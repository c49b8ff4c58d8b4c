//! Data models for capacity readings and backup snapshots

use serde::{Deserialize, Serialize};
use sha2::{Digest, Sha256};
use std::collections::BTreeMap;

use super::adapters::{AdapterError, AdapterResult, Row, SqlValue};

/// Key prefix reserved for backup snapshots
pub const BACKUP_KEY_PREFIX: &str = "@backup:";

/// Snapshot format version written into every backup
pub const BACKUP_FORMAT_VERSION: &str = "1.0.0";

/// Data type name of the key-value section
pub const DATA_TYPE_KEY_VALUE: &str = "keyValueStore";

/// Data type name of the relational section
pub const DATA_TYPE_RELATIONAL: &str = "relationalStore";

/// Build the backup key for a timestamp
pub fn backup_key(timestamp: i64) -> String {
    format!("{}{}", BACKUP_KEY_PREFIX, timestamp)
}

/// Whether `key` lives in the backup namespace
pub fn is_backup_key(key: &str) -> bool {
    key.starts_with(BACKUP_KEY_PREFIX)
}

/// Parse the timestamp suffix of a backup key.
///
/// Only canonical suffixes parse: `@backup:007` and `@backup:+5` are `None`
/// because [`backup_key`] would never produce them.
pub fn parse_backup_timestamp(key: &str) -> Option<i64> {
    let timestamp: i64 = key.strip_prefix(BACKUP_KEY_PREFIX)?.parse().ok()?;
    (backup_key(timestamp) == key).then_some(timestamp)
}

/// Point-in-time capacity reading of the storage medium
#[derive(Debug, Clone, Copy, PartialEq, Eq, Serialize, Deserialize)]
#[serde(rename_all = "camelCase")]
pub struct StorageStats {
    /// Capacity of the medium in bytes
    pub total_space: u64,
    /// Bytes available to the application
    pub free_space: u64,
    /// `total_space - free_space`
    pub used_space: u64,
}

impl StorageStats {
    /// Build a reading from total and free bytes
    pub fn new(total_space: u64, free_space: u64) -> Self {
        Self {
            total_space,
            free_space,
            used_space: total_space.saturating_sub(free_space),
        }
    }

    /// Used share of the medium, always derived from `used_space / total_space`
    pub fn used_percentage(&self) -> f64 {
        if self.total_space == 0 {
            return 0.0;
        }
        self.used_space as f64 / self.total_space as f64 * 100.0
    }
}

/// Descriptor of a snapshot
#[derive(Debug, Clone, PartialEq, Eq, Serialize, Deserialize)]
#[serde(rename_all = "camelCase")]
pub struct BackupMetadata {
    /// Epoch milliseconds, unique per backup
    pub timestamp: i64,
    /// Snapshot format version
    pub version: String,
    /// Sections included in the snapshot
    pub data_types: Vec<String>,
    /// Serialized payload size in bytes
    pub size: u64,
    /// SHA-256 of the serialized payload
    #[serde(default, skip_serializing_if = "Option::is_none")]
    pub checksum: Option<String>,
}

/// Contents of the key-value store at backup time.
///
/// Backup keys are dropped on construction and on deserialization, so a
/// snapshot never carries other backups.
#[derive(Debug, Clone, Default, PartialEq, Eq, Serialize, Deserialize)]
#[serde(
    from = "BTreeMap<String, String>",
    into = "BTreeMap<String, String>"
)]
pub struct KeyValueSnapshot {
    entries: BTreeMap<String, String>,
}

impl KeyValueSnapshot {
    /// Empty snapshot
    pub fn new() -> Self {
        Self::default()
    }

    /// Value stored under `key`
    pub fn get(&self, key: &str) -> Option<&str> {
        self.entries.get(key).map(String::as_str)
    }

    /// Number of entries
    pub fn len(&self) -> usize {
        self.entries.len()
    }

    /// Whether there are no entries
    pub fn is_empty(&self) -> bool {
        self.entries.is_empty()
    }

    /// Entries in key order
    pub fn iter(&self) -> impl Iterator<Item = (&String, &String)> {
        self.entries.iter()
    }

    /// Entries as owned pairs, ready for a batched write
    pub fn to_pairs(&self) -> Vec<(String, String)> {
        self.entries
            .iter()
            .map(|(k, v)| (k.clone(), v.clone()))
            .collect()
    }
}

impl From<BTreeMap<String, String>> for KeyValueSnapshot {
    fn from(mut entries: BTreeMap<String, String>) -> Self {
        entries.retain(|key, _| !is_backup_key(key));
        Self { entries }
    }
}

impl From<KeyValueSnapshot> for BTreeMap<String, String> {
    fn from(snapshot: KeyValueSnapshot) -> Self {
        snapshot.entries
    }
}

impl FromIterator<(String, String)> for KeyValueSnapshot {
    fn from_iter<I: IntoIterator<Item = (String, String)>>(iter: I) -> Self {
        BTreeMap::from_iter(iter).into()
    }
}

/// One row of the `tasks` table
#[derive(Debug, Clone, PartialEq, Eq, Serialize, Deserialize)]
pub struct TaskRow {
    /// Primary key
    pub id: String,
    /// Task text
    pub description: String,
    /// `1` when done, `0` otherwise
    pub completed: i64,
    /// Creation time, epoch milliseconds
    pub created_at: i64,
    #[serde(default)]
    /// Completion time, epoch milliseconds
    pub completed_at: Option<i64>,
}

impl TaskRow {
    /// Every row, ordered by id
    pub const SELECT_ALL: &'static str =
        "SELECT id, description, completed, created_at, completed_at FROM tasks ORDER BY id";
    /// Remove every row
    pub const DELETE_ALL: &'static str = "DELETE FROM tasks";
    /// Insert one row; see [`TaskRow::insert_params`]
    pub const INSERT: &'static str = "INSERT INTO tasks (id, description, completed, created_at, completed_at) VALUES (?1, ?2, ?3, ?4, ?5)";

    /// Decode a row returned by [`TaskRow::SELECT_ALL`]
    pub fn from_row(row: &Row) -> AdapterResult<Self> {
        let text = |column: &str| -> AdapterResult<String> {
            row.get(column)
                .and_then(SqlValue::as_str)
                .map(str::to_string)
                .ok_or_else(|| bad_column(column))
        };
        let integer = |column: &str| -> AdapterResult<i64> {
            row.get(column)
                .and_then(SqlValue::as_i64)
                .ok_or_else(|| bad_column(column))
        };

        let completed_at = match row.get("completed_at") {
            None | Some(SqlValue::Null) => None,
            Some(SqlValue::Integer(v)) => Some(*v),
            Some(_) => return Err(bad_column("completed_at")),
        };

        Ok(Self {
            id: text("id")?,
            description: text("description")?,
            completed: integer("completed")?,
            created_at: integer("created_at")?,
            completed_at,
        })
    }

    /// Positional parameters for [`TaskRow::INSERT`]
    pub fn insert_params(&self) -> Vec<SqlValue> {
        vec![
            SqlValue::from(self.id.as_str()),
            SqlValue::from(self.description.as_str()),
            SqlValue::from(self.completed),
            SqlValue::from(self.created_at),
            SqlValue::from(self.completed_at),
        ]
    }
}

fn bad_column(column: &str) -> AdapterError {
    AdapterError::Deserialization(format!("tasks.{} is missing or has the wrong type", column))
}

/// Rows of every tracked relational table
#[derive(Debug, Clone, Default, PartialEq, Eq, Serialize, Deserialize)]
pub struct RelationalSnapshot {
    #[serde(default)]
    /// Rows of the `tasks` table
    pub tasks: Vec<TaskRow>,
}

impl RelationalSnapshot {
    /// Total rows across tracked tables
    pub fn row_count(&self) -> usize {
        self.tasks.len()
    }
}

/// A full snapshot of both stores
#[derive(Debug, Clone, PartialEq, Serialize, Deserialize)]
#[serde(rename_all = "camelCase")]
pub struct BackupData {
    /// Snapshot description
    pub metadata: BackupMetadata,
    /// Key-value entries, backups excluded
    pub async_storage_data: KeyValueSnapshot,
    /// Relational rows
    pub database_data: RelationalSnapshot,
}

/// The part of a backup covered by `size` and `checksum`
#[derive(Serialize)]
#[serde(rename_all = "camelCase")]
struct SnapshotPayload<'a> {
    async_storage_data: &'a KeyValueSnapshot,
    database_data: &'a RelationalSnapshot,
}

/// Serialized size and SHA-256 hex digest of the snapshot payload
pub(crate) fn payload_digest(
    key_value: &KeyValueSnapshot,
    relational: &RelationalSnapshot,
) -> serde_json::Result<(u64, String)> {
    let bytes = serde_json::to_vec(&SnapshotPayload {
        async_storage_data: key_value,
        database_data: relational,
    })?;
    Ok((bytes.len() as u64, format!("{:x}", Sha256::digest(&bytes))))
}

impl BackupData {
    /// Assemble a snapshot, computing size and checksum
    pub fn assemble(
        timestamp: i64,
        async_storage_data: KeyValueSnapshot,
        database_data: RelationalSnapshot,
    ) -> serde_json::Result<Self> {
        let (size, checksum) = payload_digest(&async_storage_data, &database_data)?;
        Ok(Self {
            metadata: BackupMetadata {
                timestamp,
                version: BACKUP_FORMAT_VERSION.to_string(),
                data_types: vec![
                    DATA_TYPE_KEY_VALUE.to_string(),
                    DATA_TYPE_RELATIONAL.to_string(),
                ],
                size,
                checksum: Some(checksum),
            },
            async_storage_data,
            database_data,
        })
    }

    /// Key this snapshot is stored under
    pub fn key(&self) -> String {
        backup_key(self.metadata.timestamp)
    }

    /// Check the recorded checksum; snapshots without one are accepted
    pub fn verify_checksum(&self) -> serde_json::Result<bool> {
        match &self.metadata.checksum {
            Some(expected) => {
                let (_, actual) = payload_digest(&self.async_storage_data, &self.database_data)?;
                Ok(&actual == expected)
            }
            None => Ok(true),
        }
    }
}

#[cfg(test)]
mod tests {
    use super::*;

    fn sample_task() -> TaskRow {
        TaskRow {
            id: "t1".to_string(),
            description: "buy milk".to_string(),
            completed: 0,
            created_at: 1000,
            completed_at: None,
        }
    }

    #[test]
    fn test_backup_key_helpers() {
        assert_eq!(backup_key(1700000000000), "@backup:1700000000000");
        assert_eq!(parse_backup_timestamp("@backup:42"), Some(42));
        assert_eq!(parse_backup_timestamp("@backup:latest"), None);
        assert_eq!(parse_backup_timestamp("@app:language"), None);
        assert_eq!(parse_backup_timestamp("@backup:007"), None);
        assert_eq!(parse_backup_timestamp("@backup:+5"), None);
        assert_eq!(parse_backup_timestamp("@backup:-5"), Some(-5));
        assert!(is_backup_key("@backup:"));
        assert!(!is_backup_key("@sticky_note:1"));
    }

    #[test]
    fn test_used_percentage_is_derived() {
        let stats = StorageStats::new(200, 50);
        assert_eq!(stats.used_space, 150);
        assert!((stats.used_percentage() - 75.0).abs() < f64::EPSILON);

        let empty = StorageStats::new(0, 0);
        assert_eq!(empty.used_percentage(), 0.0);

        let json = serde_json::to_value(stats).unwrap();
        assert!(json.get("usedPercentage").is_none());
    }

    #[test]
    fn test_key_value_snapshot_drops_backup_keys() {
        let snapshot: KeyValueSnapshot = vec![
            ("@app:language".to_string(), "es".to_string()),
            ("@backup:1".to_string(), "{}".to_string()),
        ]
        .into_iter()
        .collect();
        assert_eq!(snapshot.len(), 1);
        assert_eq!(snapshot.get("@app:language"), Some("es"));

        let parsed: KeyValueSnapshot =
            serde_json::from_str(r#"{"@backup:9":"{}","@voice_notes:index":"[]"}"#).unwrap();
        assert_eq!(parsed.len(), 1);
        assert!(parsed.get("@backup:9").is_none());
    }

    #[test]
    fn test_task_row_decoding() {
        let mut row = Row::new();
        row.insert("id".into(), SqlValue::from("t1"));
        row.insert("description".into(), SqlValue::from("buy milk"));
        row.insert("completed".into(), SqlValue::from(0i64));
        row.insert("created_at".into(), SqlValue::from(1000i64));
        row.insert("completed_at".into(), SqlValue::Null);
        assert_eq!(TaskRow::from_row(&row).unwrap(), sample_task());

        row.insert("completed".into(), SqlValue::from("no"));
        assert!(matches!(
            TaskRow::from_row(&row),
            Err(AdapterError::Deserialization(_))
        ));
    }

    #[test]
    fn test_backup_json_shape() {
        let kv: KeyValueSnapshot = [("@app:language".to_string(), "es".to_string())]
            .into_iter()
            .collect();
        let db = RelationalSnapshot {
            tasks: vec![sample_task()],
        };
        let backup = BackupData::assemble(1000, kv, db).unwrap();

        let json = serde_json::to_value(&backup).unwrap();
        assert_eq!(json["metadata"]["version"], "1.0.0");
        assert_eq!(
            json["metadata"]["dataTypes"],
            serde_json::json!(["keyValueStore", "relationalStore"])
        );
        assert_eq!(json["asyncStorageData"]["@app:language"], "es");
        assert!(json["databaseData"]["tasks"][0]["completed_at"].is_null());
        assert_eq!(backup.key(), "@backup:1000");
        assert!(backup.metadata.size > 0);
    }

    #[test]
    fn test_checksum_detects_tampering() {
        let backup = BackupData::assemble(
            5,
            KeyValueSnapshot::new(),
            RelationalSnapshot {
                tasks: vec![sample_task()],
            },
        )
        .unwrap();
        assert!(backup.verify_checksum().unwrap());

        let mut tampered = backup.clone();
        tampered.database_data.tasks[0].description = "buy oat milk".to_string();
        assert!(!tampered.verify_checksum().unwrap());

        let mut legacy = backup;
        legacy.metadata.checksum = None;
        assert!(legacy.verify_checksum().unwrap());
    }
}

****************

**Task statement**
Reproducing the whole listing above is not the task. Copy exactly only the lines from the one with "let kv: KeyValueSnapshot" to the one with "let backup = BackupData::assemble(1000, kv, db).unwrap();", both kept.

**Answer for the task**
        let kv: KeyValueSnapshot = [("@app:language".to_string(), "es".to_string())]
            .into_iter()
            .collect();
        let db = RelationalSnapshot {
            tasks: vec![sample_task()],
        };
        let backup = BackupData::assemble(1000, kv, db).unwrap();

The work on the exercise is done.